ROANOKE TIMES

                         Roanoke Times
                 Copyright (c) 1995, Landmark Communications, Inc.

DATE: THURSDAY, September 21, 1995                   TAG: 9509210076
SECTION: NATIONAL/INTERNATIONAL                    PAGE: A-6   EDITION: METRO 
SOURCE: ROBERT S. BOYD KNIGHT-RIDDER/TRIBUNE
DATELINE: WASHINGTON                                LENGTH: Medium


GENETIC STUDY GOING PLACES

IMAGINE A GOVERNMENT PROJECT costing less than expected - and running a year ahead of schedule. Then imagine it saving lives.

Here's a pleasant surprise: A huge federal science program is turning out to be both faster and cheaper than planned.

The Human Genome Project, which aims to decipher the complete genetic code of life by 2005, will celebrate its fifth birthday next month. So far, the enterprise has cost $871 million - less than the $1 billion projected - and completed its first map of human DNA more than a year ahead of schedule.

At least 50 disease-causing genes have been identified.
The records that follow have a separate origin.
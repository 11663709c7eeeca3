//! SocketCAN 适配器
//!
//! 基于 Linux 内核的 SocketCAN 子系统。
//!
//! ## 限制
//!
//! - **仅限 Linux 平台**
//! - **接口配置**：波特率由系统工具配置，不在应用层设置：
//!   `sudo ip link set can0 type can bitrate 250000 && sudo ip link set up can0`
//! - **权限要求**：普通用户即可读写已 UP 的接口

use crate::{CanAdapter, CanError, MotorFrame, SplittableAdapter, ensure_valid_id};
use nix::poll::{PollFd, PollFlags, PollTimeout, poll};
use socketcan::{
    BlockingCan, CanError as SocketCanError, CanErrorFrame, CanFrame, CanSocket, EmbeddedFrame,
    ExtendedId, Frame, Socket, StandardId,
};
use std::convert::TryFrom;
use std::os::fd::BorrowedFd;
use std::os::unix::io::AsRawFd;
use std::time::{Duration, Instant};
use tracing::{error, trace, warn};

mod interface_check;
mod split;

pub use interface_check::check_interface_status;
pub use split::{SocketCanRxAdapter, SocketCanTxAdapter};

/// SocketCAN 适配器
///
/// ```no_run
/// use motorbus_can::{CanAdapter, SocketCanAdapter};
/// use motorbus_protocol::{MotorChannel, encode_enable};
///
/// let mut adapter = SocketCanAdapter::new("can0").unwrap();
/// adapter.send(encode_enable(MotorChannel::Left)).unwrap();
/// ```
#[derive(Debug)]
pub struct SocketCanAdapter {
    socket: CanSocket,
    /// 接口名称（如 "can0"）
    interface: String,
}

impl SocketCanAdapter {
    /// 打开 SocketCAN 接口
    ///
    /// 打开前先检查接口存在且处于 UP 状态，失败时错误信息中包含修复命令。
    pub fn new(interface: impl Into<String>) -> Result<Self, CanError> {
        let interface = interface.into();

        if !check_interface_status(&interface)? {
            return Err(CanError::Device(
                format!(
                    "CAN interface '{}' exists but is not UP. Please start it first:\n  sudo ip link set up {}",
                    interface, interface
                )
                .into(),
            ));
        }

        let socket = CanSocket::open(&interface).map_err(|e| {
            CanError::Device(format!("Failed to open CAN interface '{}': {}", interface, e).into())
        })?;

        trace!("SocketCAN interface '{}' opened", interface);
        Ok(Self { socket, interface })
    }

    pub fn interface(&self) -> &str {
        &self.interface
    }
}

impl CanAdapter for SocketCanAdapter {
    /// SocketCAN 的波特率由 `ip link` 配置，这里只记录期望值
    fn configure(&mut self, bitrate: u32) -> Result<(), CanError> {
        trace!(
            "SocketCAN interface '{}' expects {} bit/s (bitrate set externally)",
            self.interface, bitrate
        );
        Ok(())
    }

    fn send(&mut self, frame: MotorFrame) -> Result<(), CanError> {
        transmit(&mut self.socket, &frame)
    }

    fn receive_timeout(&mut self, timeout: Duration) -> Result<MotorFrame, CanError> {
        receive_frame(&self.socket, timeout)
    }
}

impl SplittableAdapter for SocketCanAdapter {
    type RxAdapter = SocketCanRxAdapter;
    type TxAdapter = SocketCanTxAdapter;

    /// 分离为 RX/TX 两个半边（`dup()` 出两个 fd）
    ///
    /// 两个 fd 共享同一个打开文件描述，因此分离后禁止 `set_nonblocking()`，
    /// 超时只通过 `poll` 实现。
    fn split(self) -> Result<(Self::RxAdapter, Self::TxAdapter), CanError> {
        let rx = SocketCanRxAdapter::new(&self.socket, &self.interface)?;
        let tx = SocketCanTxAdapter::new(&self.socket, &self.interface)?;
        trace!(
            "SocketCanAdapter split into RX and TX adapters (interface: {})",
            self.interface
        );
        Ok((rx, tx))
    }
}

/// MotorFrame -> CanFrame
fn to_can_frame(frame: &MotorFrame) -> Result<CanFrame, CanError> {
    ensure_valid_id(frame)?;
    let data = frame.data_slice();
    let can_frame = if frame.is_extended {
        ExtendedId::new(frame.id).and_then(|id| CanFrame::new(id, data))
    } else {
        StandardId::new(frame.id as u16).and_then(|id| CanFrame::new(id, data))
    };
    can_frame.ok_or_else(|| {
        CanError::Device(format!("Failed to create CAN frame with ID 0x{:X}", frame.id).into())
    })
}

/// CanFrame -> MotorFrame（附加接收时间）
fn from_can_frame(can_frame: &CanFrame) -> MotorFrame {
    let frame = if can_frame.is_extended() {
        MotorFrame::new_extended(can_frame.raw_id(), can_frame.data())
    } else {
        MotorFrame::new_standard(can_frame.raw_id() as u16, can_frame.data())
    };
    frame.with_timestamp(Instant::now())
}

pub(crate) fn transmit(socket: &mut CanSocket, frame: &MotorFrame) -> Result<(), CanError> {
    let can_frame = to_can_frame(frame)?;
    socket.transmit(&can_frame).map_err(|e| {
        CanError::Io(std::io::Error::other(format!(
            "SocketCAN transmit error: {}",
            e
        )))
    })?;
    trace!("Sent CAN frame: ID=0x{:X}, len={}", frame.id, frame.len);
    Ok(())
}

/// 带超时接收一个数据帧
///
/// 错误帧被过滤：Bus Off 和缓冲区溢出上报为错误，其余记录日志后继续等待，
/// 直到总超时耗尽。
pub(crate) fn receive_frame(socket: &CanSocket, timeout: Duration) -> Result<MotorFrame, CanError> {
    let deadline = Instant::now() + timeout;

    loop {
        let remaining = deadline.saturating_duration_since(Instant::now());
        // PollTimeout 最大 65535ms
        let timeout_ms = remaining.as_millis().min(65535) as u16;
        let fd = unsafe { BorrowedFd::borrow_raw(socket.as_raw_fd()) };
        let pollfd = PollFd::new(fd, PollFlags::POLLIN);
        match poll(&mut [pollfd], PollTimeout::from(timeout_ms)) {
            Ok(0) => return Err(CanError::Timeout),
            Ok(_) => {},
            Err(nix::errno::Errno::EINTR) => continue,
            Err(e) => {
                return Err(CanError::Io(std::io::Error::other(format!(
                    "poll failed: {}",
                    e
                ))));
            },
        }

        let can_frame = match socket.read_frame() {
            Ok(frame) => frame,
            Err(e) if e.kind() == std::io::ErrorKind::WouldBlock => {
                return Err(CanError::Timeout);
            },
            Err(e) => return Err(CanError::Io(e)),
        };

        if !can_frame.is_error_frame() {
            let frame = from_can_frame(&can_frame);
            trace!("Received CAN frame: ID=0x{:X}, len={}", frame.id, frame.len);
            return Ok(frame);
        }

        match CanErrorFrame::try_from(can_frame) {
            Ok(error_frame) => match SocketCanError::from(error_frame) {
                SocketCanError::BusOff => {
                    error!("CAN Bus Off error detected");
                    return Err(CanError::BusOff);
                },
                SocketCanError::ControllerProblem(problem) => {
                    let text = problem.to_string();
                    if text.to_ascii_lowercase().contains("overflow") {
                        error!("CAN Buffer Overflow detected: {}", problem);
                        return Err(CanError::BufferOverflow);
                    }
                    warn!("CAN Controller Problem: {}, ignoring", problem);
                },
                other => warn!("CAN Error Frame received: {}, ignoring", other),
            },
            Err(_) => warn!("Received CAN error frame but failed to parse, ignoring"),
        }

        if Instant::now() >= deadline {
            return Err(CanError::Timeout);
        }
    }
}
Tests for a dozen genetic disorders have been developed. And a start has been made toward the Holy Grail of medical science: the ability to prevent or cure cancer, birth defects, Alzheimer's and other diseases by fixing damaged genes.

``We can no longer say tracking down a specific disease gene is made difficult by lack of a good map,'' said Dr. Francis Collins, discoverer of the first human disease gene and the project's director. ``We have a good map.''

Collins acknowledged, however, that practical applications are still a long way off. And researchers are just beginning to deal with the emotional and privacy implications that arise when science is able to determine that a person has a defective gene, but no treatment for the disease is available.

Still, the results have been impressive enough that even the penny-pinching Republican Congress voted an 11.2 percent budget increase for genome research in 1996 - $170 million, up from $154 million last year and even more than President Clinton had requested.

Human DNA, the master molecule in every cell, is made up of 3 billion tiny chemical units - known as ``bases.'' There are four kinds of bases, known by their first initial as A, C, G and T. (The initials stand for the chemical compounds adenine, cytosine, guanine and thymine.)

Long strings of bases form genes, which govern the function of each cell, determining whether it is part of an eye or a toe, male or female, healthy or cancerous. All 100,000 genes together are known as the genome.

Originally, the cost of the genome project was estimated at $200 million a year, for a total of $3 billion, or one dollar per base. The cost is now down to 50 cents a base, and some scientists think the job can be completed for 10 cents a base.

Already, several significant milestones have been passed:

A rough map of human DNA, consisting of nearly 6,000 ``markers'' spaced from 500,000 to 1 million bases apart, was completed in October. The map is four times as accurate as the goal set in 1990.

A much more detailed ``physical map,'' consisting of 30,000 markers spaced about 100,000 bases apart, is halfway finished.

A start has been made toward the most ambitious goal of the project - identifying the precise sequence of each of the 3 billion bases in human DNA.

Once the entire sequence has been spelled out, the meaning of the genetic code must be deciphered and the function of each gene determined. Otherwise, sequencing the genome would be like buying an encyclopedia written in Sanskrit.

And even then, knowing the sequence is not the same as having a treatment or cure - the project's ultimate goal.